RESULTS: The expression rates of Span-1 and Ypan-1 in well and moderately differentiated adenocarcinoma (85.4% and 70.0%, respectively), signet-ring cell carcinoma (80.0%, 88.7%) and mucinous adenocarcinoma (88.6%, 76.5%) were significantly higher than the rates in poorly differentiated adenocarcinoma (48.6%, 45.9%), whereas the difference between early GC (59.2%, 65.4%) and advanced GC (73.8%, 65.5%) was insignificant. For IM, the expression of Span-1 was significantly higher in dysplasia, IM with GC, and chronic atrophic gastritis than in chronic superficial gastritis.

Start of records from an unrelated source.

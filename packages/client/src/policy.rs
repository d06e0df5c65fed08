//! Client-side policies.
//!
//! This module contains pure functions without side effects, making them easy to test.

use crate::error::ClientError;

/// Maximum number of consecutive reconnection attempts
pub const MAX_RECONNECT_ATTEMPTS: u32 = 5;
/// Fixed delay between reconnection attempts
pub const RECONNECT_INTERVAL_MS: u64 = 1000;

/// A message typed by the user: `@<recipientId> <text>`
#[derive(Debug, Clone, PartialEq, Eq)]
pub struct OutgoingMessage {
    pub recipient_id: String,
    pub content: String,
}

/// Check if the client should exit immediately based on the error type.
///
/// # Returns
///
/// `true` if retrying cannot help (the token was rejected, or another session
/// of the same participant took over), `false` otherwise
pub fn should_exit_immediately(error: &ClientError) -> bool {
    matches!(error, ClientError::Unauthorized(_) | ClientError::Replaced)
}

/// Check if the client should attempt to reconnect.
///
/// # Arguments
///
/// * `error` - The client error that occurred
/// * `current_attempt` - The current reconnection attempt count (0-indexed)
/// * `max_attempts` - The maximum number of reconnection attempts allowed
pub fn should_attempt_reconnect(
    error: &ClientError,
    current_attempt: u32,
    max_attempts: u32,
) -> bool {
    // Don't reconnect if the error requires immediate exit
    if should_exit_immediately(error) {
        return false;
    }

    // Don't reconnect if we've exhausted all attempts
    current_attempt < max_attempts
}

/// Parse an input line of the form `@<recipientId> <text>`.
pub fn parse_input(line: &str) -> Result<OutgoingMessage, ClientError> {
    let rest = line
        .trim()
        .strip_prefix('@')
        .ok_or_else(|| ClientError::InvalidInput("use '@<recipient> <message>'".to_string()))?;

    let (recipient_id, content) = rest
        .split_once(char::is_whitespace)
        .ok_or_else(|| ClientError::InvalidInput("message must not be empty".to_string()))?;
    let content = content.trim();

    if recipient_id.is_empty() {
        return Err(ClientError::InvalidInput(
            "recipient must not be empty".to_string(),
        ));
    }
    if content.is_empty() {
        return Err(ClientError::InvalidInput(
            "message must not be empty".to_string(),
        ));
    }

    Ok(OutgoingMessage {
        recipient_id: recipient_id.to_string(),
        content: content.to_string(),
    })
}

#[cfg(test)]
mod tests {
    use super::*;

    #[test]
    fn test_should_exit_immediately_when_unauthorized() {
        // テスト項目: 認証エラーの場合、即座に終了すべきと判定される
        // given (前提条件):
        let error = ClientError::Unauthorized("Authentication error: Token expired".to_string());

        // when (操作):
        let result = should_exit_immediately(&error);

        // then (期待する結果):
        assert!(result);
    }

    #[test]
    fn test_should_exit_immediately_when_replaced() {
        // テスト項目: 別セッションに置き換えられた場合も再接続しない
        // given (前提条件):
        let error = ClientError::Replaced;

        // when (操作):
        let result = should_attempt_reconnect(&error, 0, MAX_RECONNECT_ATTEMPTS);

        // then (期待する結果):
        assert!(!result);
    }

    #[test]
    fn test_should_attempt_reconnect_on_connection_error() {
        // テスト項目: 接続エラーで試行回数が残っていれば再接続する
        // given (前提条件):
        let error = ClientError::ConnectionError("refused".to_string());

        // when (操作):
        let first = should_attempt_reconnect(&error, 0, MAX_RECONNECT_ATTEMPTS);
        let last = should_attempt_reconnect(&error, 4, MAX_RECONNECT_ATTEMPTS);
        let exhausted = should_attempt_reconnect(&error, 5, MAX_RECONNECT_ATTEMPTS);

        // then (期待する結果):
        assert!(first);
        assert!(last);
        assert!(!exhausted);
    }

    #[test]
    fn test_parse_input_success() {
        // テスト項目: "@bob hello there" が受信者と本文に分解される
        // given (前提条件):
        let line = "  @bob hello there ";

        // when (操作):
        let result = parse_input(line).unwrap();

        // then (期待する結果):
        assert_eq!(
            result,
            OutgoingMessage {
                recipient_id: "bob".to_string(),
                content: "hello there".to_string(),
            }
        );
    }

    #[test]
    fn test_parse_input_rejects_malformed_lines() {
        // テスト項目: 宛先なし・本文なし・空の宛先はエラー
        // given (前提条件):
        let lines = ["hello", "@bob", "@bob    ", "@ hello"];

        for line in lines {
            // when (操作):
            let result = parse_input(line);

            // then (期待する結果):
            assert!(
                matches!(result, Err(ClientError::InvalidInput(_))),
                "{:?} should be rejected",
                line
            );
        }
    }
}
//! UseCase: プレゼンス通知（Presence Publisher）
//!
//! ## 責務
//!
//! - 参加者の online / offline を他の全接続へブロードキャスト
//! - online フラグを永続ストアへミラー
//! - 送信に失敗したハンドルを「切断済み」とみなして掃除する（自己修復）
//!
//! ## 順序保証
//!
//! 同じ参加者についての通知は参加者単位のロックで直列化し、ロック取得後に
//! レジストリの最新状態と突き合わせます。状態が既に変わっていれば（例: offline を
//! 流す前に再接続された）その通知は破棄します。これにより参加者ごとの通知は
//! register / deregister の順序と一致します。

use std::{collections::VecDeque, sync::Arc};

use crate::domain::{
    CloseReason, ConnectionHandle, ConnectionRegistry, ParticipantId, ParticipantRepository,
    PresenceEvent, ServerEvent,
};

use super::{RelayTimeouts, bounded, keyed_lock::KeyedLock};

/// Result of one `publish` call
#[derive(Debug, Default, Clone, PartialEq, Eq)]
pub struct PresenceReport {
    /// Participants that received the subject's presence event
    pub notified: Vec<ParticipantId>,
    /// Participants whose handles failed and were deregistered along the way
    pub evicted: Vec<ParticipantId>,
    /// The registry no longer matched the requested state, so nothing was sent
    pub superseded: bool,
}

/// プレゼンス通知のユースケース
pub struct PublishPresenceUseCase {
    registry: Arc<dyn ConnectionRegistry>,
    participants: Arc<dyn ParticipantRepository>,
    timeouts: RelayTimeouts,
    sequencer: KeyedLock<ParticipantId>,
}

impl PublishPresenceUseCase {
    pub fn new(
        registry: Arc<dyn ConnectionRegistry>,
        participants: Arc<dyn ParticipantRepository>,
        timeouts: RelayTimeouts,
    ) -> Self {
        Self {
            registry,
            participants,
            timeouts,
            sequencer: KeyedLock::new(),
        }
    }

    /// Broadcast `{participant_id, online}` to every other registered handle and
    /// mirror the flag into the store.
    ///
    /// Handles that fail to accept the event are closed, deregistered and announced
    /// offline in turn.
    pub async fn publish(&self, participant_id: &ParticipantId, online: bool) -> PresenceReport {
        let mut report = PresenceReport::default();
        let mut pending = VecDeque::new();

        match self
            .publish_one(participant_id, online, &mut pending, &mut report.evicted)
            .await
        {
            Some(notified) => report.notified = notified,
            None => report.superseded = true,
        }

        // 掃除で発生した offline 通知（再帰せずキューで処理）
        while let Some(evicted_id) = pending.pop_front() {
            self.publish_one(&evicted_id, false, &mut pending, &mut report.evicted)
                .await;
        }

        report
    }

    /// Close a handle that failed a push and take it out of the registry.
    ///
    /// Returns `true` when the handle was still current, in which case the
    /// participant has been announced offline.
    pub async fn evict(&self, participant_id: &ParticipantId, handle: &ConnectionHandle) -> bool {
        handle.close(CloseReason::SendFailed);
        if !self.registry.deregister(participant_id, handle).await {
            return false;
        }
        let report = self.publish(participant_id, false).await;
        tracing::info!(
            "Evicted dead connection of '{}' (notified {} participants)",
            participant_id,
            report.notified.len()
        );
        true
    }

    async fn publish_one(
        &self,
        subject: &ParticipantId,
        online: bool,
        pending: &mut VecDeque<ParticipantId>,
        evicted: &mut Vec<ParticipantId>,
    ) -> Option<Vec<ParticipantId>> {
        let _guard = self.sequencer.lock(subject).await;

        let registered = self.registry.lookup(subject).await.is_some();
        if registered != online {
            tracing::debug!(
                "Skipping presence {} for '{}': superseded by a newer registry change",
                if online { "online" } else { "offline" },
                subject
            );
            return None;
        }

        self.mirror_online_flag(subject, online).await;

        let event = ServerEvent::Presence(PresenceEvent {
            participant_id: subject.clone(),
            online,
        });

        // スナップショットを取ってから送信する（送信中にレジストリのロックを保持しない）
        let targets = self.registry.snapshot().await;
        let mut notified = Vec::with_capacity(targets.len());
        for (target_id, handle) in targets {
            if &target_id == subject {
                continue;
            }
            match handle.push(event.clone(), self.timeouts.send).await {
                Ok(()) => notified.push(target_id),
                Err(e) => {
                    tracing::warn!(
                        "Failed to push presence of '{}' to '{}': {}",
                        subject,
                        target_id,
                        e
                    );
                    handle.close(CloseReason::SendFailed);
                    if self.registry.deregister(&target_id, &handle).await {
                        evicted.push(target_id.clone());
                        pending.push_back(target_id);
                    }
                }
            }
        }

        tracing::debug!(
            "Broadcasted presence {} for '{}' to {} participants",
            if online { "online" } else { "offline" },
            subject,
            notified.len()
        );

        Some(notified)
    }

    async fn mirror_online_flag(&self, subject: &ParticipantId, online: bool) {
        if let Err(e) = bounded(
            self.timeouts.store,
            self.participants.set_online(subject, online),
        )
        .await
        {
            tracing::warn!(
                "Failed to persist online={} for '{}': {}",
                online,
                subject,
                e
            );
        }
    }
}
//! Domain layer: value objects, entities and the seams (traits) the relay depends on.
//!
//! 具体的な実装は Infrastructure 層が提供します（依存性の逆転）。

pub mod connection;
pub mod entity;
pub mod error;
pub mod identity;
pub mod lifecycle;
pub mod registry;
pub mod repository;
pub mod value_object;

pub use connection::{CloseReason, CloseSignal, ConnectionHandle, ConnectionMailbox};
pub use entity::{DirectMessage, NewMessage, Participant, PresenceEvent, ServerEvent};
pub use error::{AuthError, LifecycleError, PushError, RepositoryError, ValueObjectError};
pub use identity::IdentityVerifier;
pub use lifecycle::{ConnectionLifecycle, ConnectionState};
pub use registry::ConnectionRegistry;
pub use repository::{MessageRepository, ParticipantRepository};
pub use value_object::{
    ConnectionId, Credential, MessageContent, MessageId, ParticipantId, Timestamp,
};

#[cfg(test)]
pub use identity::MockIdentityVerifier;
#[cfg(test)]
pub use repository::{MockMessageRepository, MockParticipantRepository};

In contrast, the expression of Ypan-1 was significantly higher only in IM with dysplasia (65.5%) than in chronic superficial gastritis (39.3%). When IM was classified into types I, II and III, the expression of both antigens in type III (79.0%, 75.2%) was higher than in type I (42.3%, 45.5%) and type II (51.2%, 50.0%), which themselves were similar.
CONCLUSION: Span-1 and Ypan-1 may be of value in detecting GC, even in the early stage, and type III IM should be considered precancerous.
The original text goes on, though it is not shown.